Premium
Cellular localization of spinal A 2A receptors giving rise to phrenic motor facilitation in rats
Author(s) -
Seven Yasin Baris,
Perim Raphael R,
Hobson Orinda R,
Simon Alec,
Mitchell Gordon S
Publication year - 2017
Publication title -
the faseb journal
Language(s) - English
Resource type - Journals
SCImago Journal Rank - 1.709
H-Index - 277
eISSN - 1530-6860
pISSN - 0892-6638
DOI - 10.1096/fasebj.31.1_supplement.1053.12
Subject(s) - phrenic nerve , receptor , motor neuron , agonist , medicine , neuroscience , anesthesia , biology , spinal cord , chemistry , respiratory system
Cervical spinal adenosine 2A (A 2A ) receptor activation elicits plasticity in the phrenic motor system. For example, spinal A 2A receptor‐dependent phrenic motor facilitation (pMF) is observed following severe acute intermittent hypoxia (Nichols et al., 2012), and can be elicited by intrathecal A 2A receptor agonist administration (Golder et al., 2008).

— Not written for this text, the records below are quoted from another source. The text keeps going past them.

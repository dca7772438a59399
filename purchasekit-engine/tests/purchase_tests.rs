mod common;

use common::{
    purchase_raw, started_service, test_keypair, wait_for, RecordingObserver,
};
use pretty_assertions::assert_eq;
use purchasekit_engine::client::mock::MockStoreClient;
use purchasekit_engine::{PurchaseReply, RawTransaction, StoreService, StoreState};
use purchasekit_ledger::EntitlementChange;
use purchasekit_types::{ProductId, StoreConfig, StoreError};
use purchasekit_verify::TransactionVerifier;
use std::sync::Arc;
use std::time::Duration;

// ── Happy path ───────────────────────────────────────────────────

#[tokio::test]
async fn confirmed_purchase_reaches_success() {
    let (client, service, observer) = started_service().await;
    let (sk, _) = test_keypair();
    client.queue_purchase_reply(Ok(PurchaseReply::Confirmed(purchase_raw(&sk, 1, "pro"))));

    let ticket = service.purchase(ProductId::from("pro")).await.unwrap();
    assert_eq!(ticket.product_id(), &ProductId::from("pro"));

    let outcome = ticket.outcome().await.unwrap();
    assert_eq!(outcome, StoreState::Success(ProductId::from("pro")));

    let entry = service
        .entitlement(&ProductId::from("pro"))
        .await
        .unwrap()
        .unwrap();
    assert!(entry.is_active);
    assert!(!service.is_purchasing().await);

    wait_for("purchasing then success", || {
        observer.states()
            == vec![
                StoreState::Purchasing(ProductId::from("pro")),
                StoreState::Success(ProductId::from("pro")),
            ]
    })
    .await;
    wait_for("purchase succeeded update event", || {
        observer.updates().contains(&EntitlementChange::PurchaseSucceeded {
            product: ProductId::from("pro"),
        })
    })
    .await;
    wait_for("entitlements changed", || {
        observer
            .entitlement_diffs()
            .contains(&(vec![ProductId::from("pro")], vec![]))
    })
    .await;
}

// ── Synchronous precondition failures ────────────────────────────

#[tokio::test]
async fn unconfigured_product_fails_without_entering_purchasing() {
    let (_client, service, observer) = started_service().await;

    let err = service
        .purchase(ProductId::from("not.configured"))
        .await
        .unwrap_err();
    assert_eq!(
        err,
        StoreError::ProductNotFound(ProductId::from("not.configured"))
    );

    // Give the dispatcher a beat; no state notification may appear.
    tokio::time::sleep(Duration::from_millis(50)).await;
    assert!(observer.states().is_empty());
    assert!(!service.is_purchasing().await);
}

#[tokio::test]
async fn purchase_before_configure_fails() {
    let client = Arc::new(MockStoreClient::new());
    let (_, pk) = test_keypair();
    let verifier = TransactionVerifier::with_key(common::TEST_BUNDLE, &pk).unwrap();
    let service = StoreService::new(client, verifier);

    let err = service.purchase(ProductId::from("pro")).await.unwrap_err();
    assert_eq!(err, StoreError::ConfigurationMissing);
}

#[tokio::test]
async fn purchase_before_start_fails() {
    let client = Arc::new(MockStoreClient::new());
    let (_, pk) = test_keypair();
    let verifier = TransactionVerifier::with_key(common::TEST_BUNDLE, &pk).unwrap();
    let service = StoreService::new(client, verifier);
    service
        .configure(StoreConfig::new(vec!["pro".into()], vec![]))
        .await
        .unwrap();

    let err = service.purchase(ProductId::from("pro")).await.unwrap_err();
    assert_eq!(err, StoreError::ServiceNotStarted);
}

// ── Global serialization ─────────────────────────────────────────

#[tokio::test]
async fn second_purchase_is_rejected_while_first_is_in_flight() {
    let (client, service, _observer) = started_service().await;

    // Hold the first purchase at the store.
    let gate = client.gate();
    let hold = gate.lock().await;
    client.queue_purchase_reply(Ok(PurchaseReply::Cancelled));

    let ticket = service.purchase(ProductId::from("pro")).await.unwrap();
    assert!(service.is_purchasing().await);
    assert_eq!(
        service.current_state().await,
        StoreState::Purchasing(ProductId::from("pro"))
    );

    let err = service
        .purchase(ProductId::from("sub.monthly"))
        .await
        .unwrap_err();
    assert_eq!(err, StoreError::PurchaseInProgress);

    // Release the store; the first attempt terminates and frees the
    // machine.
    drop(hold);
    let outcome = ticket.outcome().await.unwrap();
    assert_eq!(outcome, StoreState::Cancelled(ProductId::from("pro")));
    assert!(!service.is_purchasing().await);

    client.queue_purchase_reply(Ok(PurchaseReply::Cancelled));
    let second = service.purchase(ProductId::from("sub.monthly")).await;
    assert!(second.is_ok());
    second.unwrap().outcome().await.unwrap();
}

// ── Terminal outcomes ────────────────────────────────────────────

#[tokio::test]
async fn cancelled_purchase_is_not_an_error() {
    let (client, service, observer) = started_service().await;
    client.queue_purchase_reply(Ok(PurchaseReply::Cancelled));

    let ticket = service.purchase(ProductId::from("pro")).await.unwrap();
    let outcome = ticket.outcome().await.unwrap();
    assert_eq!(outcome, StoreState::Cancelled(ProductId::from("pro")));

    // No ledger change.
    assert!(service
        .entitlement(&ProductId::from("pro"))
        .await
        .unwrap()
        .is_none());
    wait_for("terminal cancelled notification", || {
        observer
            .states()
            .contains(&StoreState::Cancelled(ProductId::from("pro")))
    })
    .await;
}

#[tokio::test]
async fn pending_purchase_leaves_ledger_untouched() {
    let (client, service, _observer) = started_service().await;
    client.queue_purchase_reply(Ok(PurchaseReply::Pending));

    let ticket = service.purchase(ProductId::from("pro")).await.unwrap();
    let outcome = ticket.outcome().await.unwrap();
    assert_eq!(outcome, StoreState::Pending(ProductId::from("pro")));

    assert!(service
        .active_entitlements()
        .await
        .unwrap()
        .is_empty());
    assert!(!service.is_purchasing().await);
}

#[tokio::test]
async fn store_failure_wraps_into_purchase_failed() {
    let (client, service, _observer) = started_service().await;
    client.queue_purchase_reply(Ok(PurchaseReply::Failed(
        "payment method declined".to_string(),
    )));

    let ticket = service.purchase(ProductId::from("pro")).await.unwrap();
    match ticket.outcome().await.unwrap() {
        StoreState::Failed(product, error) => {
            assert_eq!(product, ProductId::from("pro"));
            // Kind-based equality: the cause text is not compared.
            assert_eq!(
                error,
                StoreError::PurchaseFailed {
                    product: ProductId::from("pro"),
                    cause: String::new(),
                }
            );
        }
        other => panic!("expected Failed, got {other:?}"),
    }
}

#[tokio::test]
async fn confirmed_but_unverifiable_purchase_fails() {
    let (client, service, observer) = started_service().await;
    client.queue_purchase_reply(Ok(PurchaseReply::Confirmed(RawTransaction::new(
        "pro",
        "not.a.signed.payload",
    ))));

    let ticket = service.purchase(ProductId::from("pro")).await.unwrap();
    let outcome = ticket.outcome().await.unwrap();
    assert_eq!(
        outcome,
        StoreState::Failed(ProductId::from("pro"), StoreError::VerificationFailed)
    );

    // Unverified data never reaches the ledger.
    assert!(service
        .entitlement(&ProductId::from("pro"))
        .await
        .unwrap()
        .is_none());
    wait_for("failed notification", || {
        observer
            .states()
            .iter()
            .any(|s| matches!(s, StoreState::Failed(_, StoreError::VerificationFailed)))
    })
    .await;
}

// ── Observer replacement ─────────────────────────────────────────

#[tokio::test]
async fn replacing_the_observer_drops_the_previous_one() {
    let (client, service, first) = started_service().await;
    let second = Arc::new(RecordingObserver::default());
    service.set_observer(second.clone());

    let (sk, _) = test_keypair();
    client.queue_purchase_reply(Ok(PurchaseReply::Confirmed(purchase_raw(&sk, 1, "pro"))));
    let ticket = service.purchase(ProductId::from("pro")).await.unwrap();
    ticket.outcome().await.unwrap();

    wait_for("second observer saw the purchase", || {
        second
            .states()
            .contains(&StoreState::Success(ProductId::from("pro")))
    })
    .await;
    assert!(first.states().is_empty());
}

Since the specific cells expressing the relevant A 2A receptors for this form of phrenic motor plasticity are not known, we tested the hypothesis that the relevant A 2A receptors are expressed in phrenic motor neurons per se. To test this hypothesis, we combined neurophysiology, neuropharmacology, immunofluorescence and RNA interference. Intrapleural injections of cholera toxin B subunit (CtB) were used to label phrenic motor neurons. Intrapleural injections of siRNAs (3 consecutive days) targeting A 2A receptor mRNA (siA2A), or non‐targeting siRNAs (siNT) were used to knock‐down A 2A expression within phrenic motor neurons. Successful knock‐down of A 2A receptors was confirmed by ~45% decrease in A 2A receptor immunolabeling within CtB identified phrenic motor neurons (p<0.05). Minimal A 2A receptor expression could be detected in adjacent astrocytes or microglia; further, there was no evidence for knockdown in C4 interneurons or non‐phrenic motor neurons. Selective phrenic motor neuron knock‐down using this method was similar to prior reports using siRNAs targeting either TrkB or PKCθ. In anesthetized, paralyzed and ventilated rats, pMF induced by intrathecal injections of the A 2A receptor agonist CGS21680 was significantly attenuated in the siA2A (37%) versus the siNT group (147%; p<0.05). There were no significant effects of siA2A on phrenic burst frequency. Our results support the hypothesis that the A 2A receptors giving rise to A 2A receptor‐induced PMF are expressed within phrenic motor neurons versus glia, non‐phrenic motor neurons or segmental interneurons. Support or Funding Information Supported by NIH HL69064 and the McKnight Brain Institute.